That’s because in putting it together I’ve had the luxury of a largely blank canvas, which means I’ve not had to work within the strictures and structures of linear production based courses.

The first words I put down on that blank piece of paper were: Enterprise; experimentation; community; creativity.

And then I fleshed it out:

In the Online Journalism MA’s first stage (Certificate) students will study Journalism Enterprise. This will look at business models for online journalism, from freemium to mobile, public funding to ad networks, alongside legal and ethical considerations. I’m thinking at the moment that each student will have to research a different area and present a business case for a startup.

They will also study Newsgathering, Production and Distribution. I’m not teaching them separately because, online, they are often one and the same thing. And as students should already have basic skills in these areas, I will be focusing on building and reinventing those as they run a live news website (I’ll also be involved in an MA in Social Media, so there should be some interesting overlap).

The second stage of the MA Online Journalism (Diploma) includes the module I’m most excited about: Experimentation – aka Online Journalism Labs.
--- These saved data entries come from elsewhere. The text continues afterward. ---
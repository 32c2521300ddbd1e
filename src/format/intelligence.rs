//! News, transcripts, market movers, insider activity and analytics.

use itertools::Itertools;
use serde_json::{Map, Value};

use super::{group_thousands, grouped_fixed, number, or, NA, UNKNOWN};
use crate::api::intelligence::{
    AnalyticsResponse, InsiderResponse, MarketMoversResponse, NewsResponse, TickerMove,
    TranscriptResponse,
};
use crate::api::text;

fn shown(value: Option<&Value>) -> String {
    value.and_then(text).unwrap_or_else(|| NA.to_string())
}

/// `20240405T153000` -> `2024-04-05 15:30`.
fn published(stamp: &str) -> Option<String> {
    let part = |range: std::ops::Range<usize>| stamp.get(range);
    Some(format!(
        "{}-{}-{} {}:{}",
        part(0..4)?,
        part(4..6)?,
        part(6..8)?,
        part(9..11)?,
        part(11..13)?
    ))
}

pub fn news(resp: &NewsResponse) -> String {
    let feed = resp.feed.as_deref().unwrap_or_default();
    if feed.is_empty() {
        return "No news data available".to_string();
    }

    let mut lines = vec!["Market News & Sentiment".to_string()];
    if let Some(definition) = &resp.sentiment_score_definition {
        lines.push(format!("\nSentiment Score: {}", definition));
    }
    if let Some(definition) = &resp.relevance_score_definition {
        lines.push(format!("Relevance Score: {}", definition));
    }
    match resp.items.as_ref().and_then(text) {
        Some(total) => lines.push(format!("\nShowing {} articles (of {} total)", feed.len(), total)),
        None => lines.push(format!("\nShowing {} articles", feed.len())),
    }

    for (i, article) in feed.iter().enumerate() {
        lines.push(format!("\n=== Article {} ===", i + 1));
        lines.push(format!("Title: {}", or(article.title.as_deref(), NA)));
        lines.push(format!(
            "Published: {}",
            article
                .time_published
                .as_deref()
                .and_then(published)
                .unwrap_or_else(|| NA.to_string())
        ));
        lines.push(match &article.category_within_source {
            Some(category) => format!("Source: {} ({})", or(article.source.as_deref(), NA), category),
            None => format!("Source: {}", or(article.source.as_deref(), NA)),
        });
        if !article.authors.is_empty() {
            lines.push(format!("Authors: {}", article.authors.join(", ")));
        }
        lines.push(format!("URL: {}", or(article.url.as_deref(), NA)));
        if let Some(summary) = &article.summary {
            lines.push(format!("\nSummary: {}", summary));
        }
        lines.push(format!(
            "Overall Sentiment: {} ({})",
            or(article.overall_sentiment_label.as_deref(), NA),
            shown(article.overall_sentiment_score.as_ref())
        ));

        if !article.topics.is_empty() {
            lines.push("\nTopics:".to_string());
            for topic in &article.topics {
                lines.push(format!(
                    "- {} (Relevance: {})",
                    or(topic.topic.as_deref(), NA),
                    shown(topic.relevance_score.as_ref())
                ));
            }
        }

        if !article.ticker_sentiment.is_empty() {
            lines.push("\nTicker Sentiment:".to_string());
            for ticker in &article.ticker_sentiment {
                lines.push(format!(
                    "- {}: {} (Score: {}, Relevance: {})",
                    or(ticker.ticker.as_deref(), NA),
                    or(ticker.ticker_sentiment_label.as_deref(), NA),
                    shown(ticker.ticker_sentiment_score.as_ref()),
                    shown(ticker.relevance_score.as_ref())
                ));
            }
        }
    }

    lines.join("\n")
}

pub fn transcript(resp: &TranscriptResponse) -> String {
    let segments = resp.transcript.as_deref().unwrap_or_default();
    if segments.is_empty() {
        return "No transcript data available".to_string();
    }

    let scores: Vec<f64> = segments
        .iter()
        .filter_map(|s| s.sentiment.as_ref().and_then(text))
        .filter_map(|s| number(&s))
        .collect();
    let average = if scores.is_empty() {
        NA.to_string()
    } else {
        format!("{:.2}", scores.iter().sum::<f64>() / scores.len() as f64)
    };

    let mut lines = vec![
        format!(
            "Earnings Call Transcript: {} - {}",
            or(resp.symbol.as_deref(), UNKNOWN),
            or(resp.quarter.as_deref(), UNKNOWN)
        ),
        format!("Overall Sentiment Score: {}", average),
        "\n--- Transcript ---".to_string(),
    ];

    for (i, segment) in segments.iter().enumerate() {
        lines.push(format!(
            "\n[{} - {}]",
            or(segment.speaker.as_deref(), UNKNOWN),
            or(segment.title.as_deref(), "No Title")
        ));
        lines.push(format!("Sentiment: {}", shown(segment.sentiment.as_ref())));
        lines.push(format!(
            "\n{}",
            or(segment.content.as_deref(), "No content available")
        ));
        if i + 1 < segments.len() {
            lines.push("\n---".to_string());
        }
    }

    lines.join("\n")
}

/// `123456789` -> `123.46M`; small volumes are grouped.
fn volume(value: Option<&str>) -> String {
    let Some(raw) = value.filter(|v| !v.is_empty()) else {
        return NA.to_string();
    };
    let Some(n) = number(raw).map(f64::trunc) else {
        return raw.to_string();
    };

    if n >= 1e9 {
        format!("{:.2}B", n / 1e9)
    } else if n >= 1e6 {
        format!("{:.2}M", n / 1e6)
    } else if n >= 1e3 {
        group_thousands(n as i64)
    } else {
        raw.to_string()
    }
}

fn push_movers(lines: &mut Vec<String>, title: &str, movers: &[TickerMove]) {
    if movers.is_empty() {
        return;
    }
    lines.push(format!("\n=== {} ===", title));
    for (i, m) in movers.iter().enumerate() {
        lines.push(format!("\n{}. {}", i + 1, or(m.ticker.as_deref(), NA)));
        lines.push(format!("   Price: ${}", or(m.price.as_deref(), NA)));
        lines.push(format!(
            "   Change: {} ({})",
            or(m.change_amount.as_deref(), NA),
            or(m.change_percentage.as_deref(), NA)
        ));
        lines.push(format!("   Volume: {}", volume(m.volume.as_deref())));
    }
}

pub fn market_movers(resp: &MarketMoversResponse) -> String {
    let mut lines = vec![
        or(
            resp.metadata.as_deref(),
            "Top Gainers, Losers, and Most Actively Traded US Tickers",
        )
        .to_string(),
        format!("Last Updated: {}", or(resp.last_updated.as_deref(), NA)),
    ];
    push_movers(&mut lines, "TOP GAINERS", &resp.top_gainers);
    push_movers(&mut lines, "TOP LOSERS", &resp.top_losers);
    push_movers(&mut lines, "MOST ACTIVELY TRADED", &resp.most_actively_traded);
    lines.join("\n")
}

pub fn insider_transactions(resp: &InsiderResponse) -> String {
    let transactions = resp.data.as_deref().unwrap_or_default();
    let Some(first) = transactions.first() else {
        return "No insider transactions data available".to_string();
    };

    let mut lines = vec![format!(
        "Insider Transactions for {}",
        or(first.ticker.as_deref(), UNKNOWN)
    )];

    for t in transactions.iter().take(10) {
        lines.push(format!(
            "\n=== {} ===",
            or(t.transaction_date.as_deref(), "Unknown Date")
        ));
        lines.push(format!(
            "\n{} ({})",
            or(t.executive.as_deref(), "Unknown Executive"),
            or(t.executive_title.as_deref(), "Unknown Title")
        ));
        let kind = match t.acquisition_or_disposal.as_deref() {
            Some("A") => "ACQUISITION",
            Some("D") => "DISPOSAL",
            _ => "TRANSACTION",
        };
        lines.push(format!(
            "Type: {} of {}",
            kind,
            or(t.security_type.as_deref(), "Securities")
        ));

        let shares = or(t.shares.as_deref(), "0");
        let price = or(t.share_price.as_deref(), "0");
        let total = match (number(shares), number(price)) {
            (Some(s), Some(p)) => grouped_fixed(s * p, 2),
            _ => NA.to_string(),
        };
        lines.push(format!("Shares: {} @ ${} = ${}", shares, price, total));
    }

    lines.join("\n")
}

fn fixed(value: Option<&Value>, decimals: usize) -> String {
    match value.and_then(Value::as_f64) {
        Some(n) => format!("{:.*}", decimals, n),
        None => NA.to_string(),
    }
}

/// Lower triangle of a correlation or covariance matrix.
fn push_matrix(lines: &mut Vec<String>, data: &Value) {
    let index: Vec<String> = data
        .get("index")
        .and_then(Value::as_array)
        .map(|ix| ix.iter().filter_map(text).collect())
        .unwrap_or_default();
    let matrix = data
        .get("correlation")
        .or_else(|| data.get("covariance"))
        .and_then(Value::as_array)
        .filter(|m| !m.is_empty());

    let Some(matrix) = matrix.filter(|_| !index.is_empty()) else {
        lines.push("No matrix data available".to_string());
        return;
    };

    lines.push(format!(
        "           {}",
        index.iter().map(|s| format!("{:>12}", s)).join("")
    ));
    for (i, symbol) in index.iter().enumerate() {
        let row = matrix.get(i).and_then(Value::as_array);
        let cells = (0..=i)
            .map(|j| format!("{:>12}", fixed(row.and_then(|r| r.get(j)), 4)))
            .join("");
        lines.push(format!("{:<10}{}", symbol, cells));
    }
}

fn push_histogram(lines: &mut Vec<String>, data: &Value) {
    let bins: Vec<f64> = data
        .get("bins")
        .and_then(Value::as_array)
        .map(|b| b.iter().filter_map(Value::as_f64).collect())
        .unwrap_or_default();
    let counts = data.get("counts").and_then(Value::as_object);

    let Some(counts) = counts.filter(|c| !c.is_empty() && !bins.is_empty()) else {
        lines.push("No histogram data available".to_string());
        return;
    };

    lines.push(format!(
        "Bin Range    {}",
        counts.keys().map(|s| format!("{:>8}", s)).join("  ")
    ));
    for (i, pair) in bins.windows(2).enumerate() {
        let mut row = format!("{:<12}", format!("{:.3} to {:.3}", pair[0], pair[1]));
        for series in counts.values() {
            let count = series
                .get(i)
                .and_then(text)
                .unwrap_or_else(|| "0".to_string());
            row.push_str(&format!("{:>8}  ", count));
        }
        lines.push(row);
    }
}

fn push_scalars(lines: &mut Vec<String>, calculation: &str, data: &Map<String, Value>) {
    for (symbol, value) in data {
        let shown = match value.as_f64() {
            Some(n) if calculation == "CUMULATIVE_RETURN" || calculation.contains("DRAWDOWN") => {
                format!("{:.2}%", n * 100.0)
            }
            Some(n) if calculation == "VARIANCE" || calculation == "STDDEV" => format!("{:.6}", n),
            Some(n) => format!("{:.4}", n),
            None => text(value).unwrap_or_else(|| value.to_string()),
        };
        lines.push(format!("{}: {}", symbol, shown));
    }
}

pub fn analytics(resp: &AnalyticsResponse) -> String {
    let (Some(meta), Some(payload)) = (&resp.meta_data, &resp.payload) else {
        return "No analytics data available".to_string();
    };

    let mut lines = vec![
        "Advanced Analytics (Fixed Window)".to_string(),
        format!("\nSymbols: {}", or(meta.symbols.as_deref(), NA)),
        format!(
            "Date Range: {} to {}",
            or(meta.min_dt.as_deref(), NA),
            or(meta.max_dt.as_deref(), NA)
        ),
        format!("Data Type: {}", or(meta.ohlc.as_deref(), "Close")),
        format!("Interval: {}", or(meta.interval.as_deref(), NA)),
    ];

    let Some(calculations) = &payload.returns_calculations else {
        return format!("{}\n\nNo calculations data available", lines.join("\n"));
    };

    lines.push("\n=== CALCULATIONS ===".to_string());
    for (name, data) in calculations {
        lines.push(format!("\n--- {} ---", name));
        match name.as_str() {
            "CORRELATION" | "COVARIANCE" => push_matrix(&mut lines, data),
            "HISTOGRAM" => push_histogram(&mut lines, data),
            _ => match data.as_object() {
                Some(map) => push_scalars(&mut lines, name, map),
                None => lines.push(shown(Some(data))),
            },
        }
    }

    lines.join("\n")
}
This is an explicit space for students to try new things, fail well, and learn what works. They will do this in partnership with a news organisation based on a problem they both identify (e.g. not making enough revenue; poor community; etc.) – I’ve already lined up partnerships with national and regional newspapers, broadcasters and startups in the UK and internationally: effectively the student acts as a consultant, with the class as a whole sharing knowledge and experience.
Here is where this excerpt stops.